大年三十那夜,夜空中寥若晨星,夜风吹了薄窗纸呼呼作响,正厅里的龛火忽明忽暗,躺在刚布置不久的沙发里,翻来覆去,迟迟未眠。
我以为即使是再卑微的花也会有花满枝头的那一天,无论是荣华富贵的牡丹,还是卑贱低微的野菊,只要给我一粒沙,一滴水,一缕阳光,我便能在那悬崖峭壁上神一般地存在,甚至发芽,扎根。
我以为再矮小的蒲公英都会有随风飘拂的那一日,只要神赐予它一阵柔柔的春风,那么它就回寻找下辈子的幸福。
我以为再渺小一叶扁舟总会有停泊靠岸的一天,只要娇柔的浪花能给它另一次温柔的抚摸,那么它就能从此有个安稳的家。
我以为世上总是有那么多可以凭借的外物,不管是调皮的春风,还是夏日里暖煦的阳光,这世间至少从来不曾缺少过这些物质,但我算准了一切,唯独遗漏了命运。
花草树木的命运是一岁一枯荣,鸡鸭鱼羊的本命是杀与被杀,而人的命运是在历经过世间所有的沧桑后生老病死。为何人命这样轻薄,是厌倦了人世间所有的丑恶与卑鄙麼?
然而相比之下,我更喜欢这些。在一片翠色欲滴、无边无际的大草原上,赶着牛羊,驾着绿风这匹狂傲的马儿,一边挥霍着羊鞭,喝着慷慨激昂的民歌,在那片翡翠色的海洋里尽情驰骋,没有约束,没有悲伤,没有欺辱与那双秃鹰般凶恶的脸。在那里,忘却了功名,忘却了烦恼,更忘却了所有人不和谐的脸。

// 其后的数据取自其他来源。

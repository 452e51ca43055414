//! Board-agnostic core logic for the sensor node firmware
//!
//! This crate contains all application logic that does not depend on
//! specific hardware implementations:
//!
//! - Sensor samples and the fixed-point wire representation
//! - Sample sources (simulated walk/ramp, hardware with fallback)
//! - Attribute publishing and publish-health monitoring
//! - The cancellable acquisition scheduler
//! - Configuration types and the `node.toml` parser

#![cfg_attr(not(test), no_std)]
#![deny(unsafe_code)]

#[macro_use]
mod logging;

pub mod config;
pub mod convert;
pub mod publish;
pub mod sample;
pub mod scheduler;
pub mod source;

pub use convert::to_wire;
pub use sample::{SensorSample, WireReading};
//! Publish health monitoring
//!
//! Tracks consecutive ticks in which at least one attribute write was
//! rejected. Crossing the configured threshold flips the status to
//! `Degraded`; one fully successful tick flips it back. The monitor only
//! reports; publishing continues regardless of the status.

/// Publish health
#[derive(Debug, Clone, Copy, PartialEq, Eq)]
#[cfg_attr(feature = "defmt", derive(defmt::Format))]
pub enum HealthStatus {
    /// Recent publishes went through
    Healthy,
    /// Publishing has failed for at least the threshold number of ticks
    Degraded {
        /// Consecutive failed ticks when the status changed
        consecutive_failures: u16,
    },
}

/// Consecutive-failure monitor
#[derive(Debug, Clone)]
pub struct PublishHealth {
    /// Failed ticks needed to report degraded (`None` = never)
    threshold: Option<u16>,
    /// Current run of failed ticks
    consecutive_failures: u16,
    /// Last reported status
    status: HealthStatus,
}

impl PublishHealth {
    /// Create a monitor; `threshold` of `None` disables degraded reporting
    pub fn new(threshold: Option<u16>) -> Self {
        Self {
            threshold: threshold.filter(|&n| n > 0),
            consecutive_failures: 0,
            status: HealthStatus::Healthy,
        }
    }

    /// Record one tick's publish result
    ///
    /// Returns the new status if this tick changed it.
    pub fn record(&mut self, success: bool) -> Option<HealthStatus> {
        if success {
            self.consecutive_failures = 0;
            if self.status != HealthStatus::Healthy {
                self.status = HealthStatus::Healthy;
                return Some(self.status);
            }
            return None;
        }

        self.consecutive_failures = self.consecutive_failures.saturating_add(1);

        match (self.threshold, self.status) {
            (Some(threshold), HealthStatus::Healthy) if self.consecutive_failures >= threshold => {
                self.status = HealthStatus::Degraded {
                    consecutive_failures: self.consecutive_failures,
                };
                Some(self.status)
            }
            _ => None,
        }
    }

    /// Current status
    pub fn status(&self) -> HealthStatus {
        self.status
    }

    /// Length of the current run of failed ticks
    pub fn consecutive_failures(&self) -> u16 {
        self.consecutive_failures
    }
}
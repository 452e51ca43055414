//! Attribute publisher
//!
//! Writes one converted reading to the attribute store. Temperature and
//! humidity are separate writes: a rejection of one never skips the other.

use heapless::Vec;

use super::store::{AttributeKind, AttributeStore, AttributeValue, EndpointId, Status};
use crate::sample::WireReading;

/// An attribute write the store refused
#[derive(Debug, Clone, Copy, PartialEq, Eq)]
#[cfg_attr(feature = "defmt", derive(defmt::Format))]
pub struct PublishRejected {
    /// Attribute that was not updated
    pub attribute: AttributeKind,
    /// Status the store returned
    pub status: Status,
}

/// Per-attribute result of one publish
#[derive(Debug, Clone, Copy, PartialEq, Eq)]
#[cfg_attr(feature = "defmt", derive(defmt::Format))]
pub struct PublishOutcome {
    /// Status of the temperature write
    pub temperature: Status,
    /// Status of the humidity write
    pub humidity: Status,
}

impl PublishOutcome {
    /// Both attributes were written
    pub fn is_success(&self) -> bool {
        self.temperature.is_success() && self.humidity.is_success()
    }

    /// The writes that failed, temperature first
    pub fn rejections(&self) -> Vec<PublishRejected, 2> {
        let mut out = Vec::new();
        for (attribute, status) in [
            (AttributeKind::Temperature, self.temperature),
            (AttributeKind::Humidity, self.humidity),
        ] {
            if !status.is_success() {
                // Capacity matches the number of attributes
                let _ = out.push(PublishRejected { attribute, status });
            }
        }
        out
    }
}

/// Publishes readings for one endpoint
#[derive(Debug, Clone, Copy)]
pub struct AttributePublisher {
    endpoint: EndpointId,
}

impl AttributePublisher {
    /// Create a publisher for `endpoint`
    pub const fn new(endpoint: EndpointId) -> Self {
        Self { endpoint }
    }

    /// Endpoint this publisher writes to
    pub fn endpoint(&self) -> EndpointId {
        self.endpoint
    }

    /// Write both attributes of `reading`
    ///
    /// Failures are logged and reported in the outcome; nothing is retried.
    pub fn publish<S>(&self, store: &mut S, reading: WireReading) -> PublishOutcome
    where
        S: AttributeStore + ?Sized,
    {
        let temperature = self.write(
            store,
            AttributeValue::Temperature(reading.temperature_centi),
        );
        let humidity = self.write(store, AttributeValue::Humidity(reading.humidity_centi));

        PublishOutcome {
            temperature,
            humidity,
        }
    }

    fn write<S>(&self, store: &mut S, value: AttributeValue) -> Status
    where
        S: AttributeStore + ?Sized,
    {
        let status = store.set_attribute(self.endpoint, value);
        if status.is_success() {
            trace!("{:?} updated: {:?}", value.kind(), value);
        } else {
            let kind = value.kind();
            error!(
                "Failed to update {:?} (cluster {:#06x}, attribute {:#06x}): {:?} (code {:#04x})",
                kind,
                kind.cluster_id(),
                kind.attribute_id(),
                status,
                status.code()
            );
        }
        status
    }
}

但始终把自己看得太高了些,将世间细碎的尘土看得太低了。我曾经以为的事物,都仿佛只是一层弥漫在浩浩大海中的一层水雾,而我恰巧是那一个被拒之雾外中的人。我眼睛所能触到的,都是非花非雾,我耳朵所能听到的,也只是似真似假。久而久之,便蒙蔽深耶。
当草长莺飞,万物复苏,我还浑浑噩噩,活在当前那一个用谎言编织的梦里,不知所迹,不知踪向。总以为燕子去了,还会回来,桃花谢了,还会再开。于是,渐渐的,渐渐的,我开始变得贱贱的。若是多年以前,我肯定会坚信狗尾巴也有春天,但随着时光荏苒,问题层出不鞘,我开始怀疑自己,怀疑所有人甚至世界。
或许当初也曾站如弓,坐如松,可当所有的流言蜚语如滂沱大雨淋漓而下时,又怎么能在一次又一次的风雨里立如松柏呢?于是缓缓地,缓缓地,我开始变得坏坏的。
想到这里,正厅里的灯火已经全熄了,四下里静悄悄的,只传来隔壁老王家媳妇儿低声啜泣的声音,而我早已半梦半醒。